◆ Work required ◆
Write out again the entries from the first line to the line that includes "pub enum GeolocationError", keeping both of those lines.

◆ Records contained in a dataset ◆
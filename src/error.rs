/// Rejected form input. The message is what the user sees in the alert.
#[derive(Debug, Clone, Copy, PartialEq, Eq, thiserror::Error)]
pub enum InputError {
    #[error("Inputs have to be positive numbers")]
    NotFinite,
    #[error("Inputs have to be positive numbers")]
    NotPositive,
}

#[derive(Debug, Clone, Copy, PartialEq, Eq, thiserror::Error)]
pub enum GeolocationError {
    #[error("geolocation is not available")]
    Unavailable,
}
use crate::app::{AppConfig, DEFAULT_STORAGE_KEY, DEFAULT_ZOOM};
use crate::types::{Coords, WorkoutKind};
use clap::{ArgAction, Parser, Subcommand};
use std::path::PathBuf;

const DEFAULT_DB: &str = "mapty.sqlite3";

#[derive(Parser, Debug)]
#[command(
    name = "mapty",
    about = "Log running and cycling workouts on a map, kept in a local SQLite slot"
)]
pub struct Cli {
    /// SQLite file holding the workouts slot.
    #[arg(long, value_name = "PATH", default_value = DEFAULT_DB, global = true)]
    pub db: PathBuf,

    /// Current position as LAT,LNG. Without it the location lookup fails and
    /// the map never loads.
    #[arg(long, value_name = "LAT,LNG", global = true, allow_hyphen_values = true)]
    pub home: Option<Coords>,

    /// Map zoom level used when loading the map and recentering on a workout.
    #[arg(long, default_value_t = DEFAULT_ZOOM, global = true)]
    pub zoom: u8,

    /// Increase log verbosity (-v, -vv). Defaults to INFO.
    #[arg(short = 'v', long, action = ArgAction::Count, global = true)]
    pub verbose: u8,

    /// Decrease log verbosity (-q, -qq). Defaults to INFO.
    #[arg(short = 'q', long, action = ArgAction::Count, global = true)]
    pub quiet: u8,

    #[command(subcommand)]
    pub cmd: Option<Cmd>,
}

impl Cli {
    pub fn config(&self) -> AppConfig {
        AppConfig {
            storage_key: DEFAULT_STORAGE_KEY.to_string(),
            zoom: self.zoom,
        }
    }
}

#[derive(Subcommand, Debug)]
pub enum Cmd {
    /// Show saved workouts (the default).
    List,

    /// Click the map at a point and submit the workout form.
    Add {
        #[arg(value_enum)]
        kind: WorkoutKind,

        /// Where the workout happened.
        #[arg(long, value_name = "LAT,LNG", allow_hyphen_values = true)]
        at: Coords,

        /// Kilometers.
        #[arg(long, default_value = "", allow_hyphen_values = true)]
        distance: String,

        /// Minutes.
        #[arg(long, default_value = "", allow_hyphen_values = true)]
        duration: String,

        /// Steps per minute (running).
        #[arg(long, default_value = "", allow_hyphen_values = true)]
        cadence: String,

        /// Meters climbed (cycling).
        #[arg(long, default_value = "", allow_hyphen_values = true)]
        elevation: String,
    },

    /// Click a list entry: recenter the map on that workout.
    Show {
        #[arg(value_name = "ID")]
        id: String,
    },
}

#[cfg(test)]
mod tests {
    use super::*;

    #[test]
    fn parses_add_with_negative_coordinates() {
        let cli = Cli::try_parse_from([
            "mapty", "--home", "48.39,-4.49", "add", "cycling", "--at", "-33.9,18.4",
            "--distance", "20", "--duration", "60", "--elevation", "-5",
        ])
        .unwrap();

        assert_eq!(cli.home, Some(Coords::new(48.39, -4.49)));
        assert_eq!(cli.zoom, DEFAULT_ZOOM);
        let Some(Cmd::Add { kind, at, elevation, cadence, .. }) = cli.cmd else {
            panic!("expected add");
        };
        assert_eq!(kind, WorkoutKind::Cycling);
        assert_eq!(at, Coords::new(-33.9, 18.4));
        assert_eq!(elevation, "-5");
        assert_eq!(cadence, "");
    }

    #[test]
    fn defaults_to_listing() {
        let cli = Cli::try_parse_from(["mapty"]).unwrap();
        assert!(cli.cmd.is_none());
        assert!(cli.home.is_none());
        assert_eq!(cli.db, PathBuf::from(DEFAULT_DB));
        assert_eq!(cli.config(), AppConfig::default());
    }

    #[test]
    fn rejects_malformed_coordinates() {
        assert!(Cli::try_parse_from(["mapty", "--home", "48.39"]).is_err());
        assert!(Cli::try_parse_from(["mapty", "--home", "91,0"]).is_err());
    }
}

◆ Response to the exercise ◆
filename src/error.rs
/// Rejected form input. The message is what the user sees in the alert.
#[derive(Debug, Clone, Copy, PartialEq, Eq, thiserror::Error)]
pub enum InputError {
    #[error("Inputs have to be positive numbers")]
    NotFinite,
    #[error("Inputs have to be positive numbers")]
    NotPositive,
}

#[derive(Debug, Clone, Copy, PartialEq, Eq, thiserror::Error)]
pub enum GeolocationError {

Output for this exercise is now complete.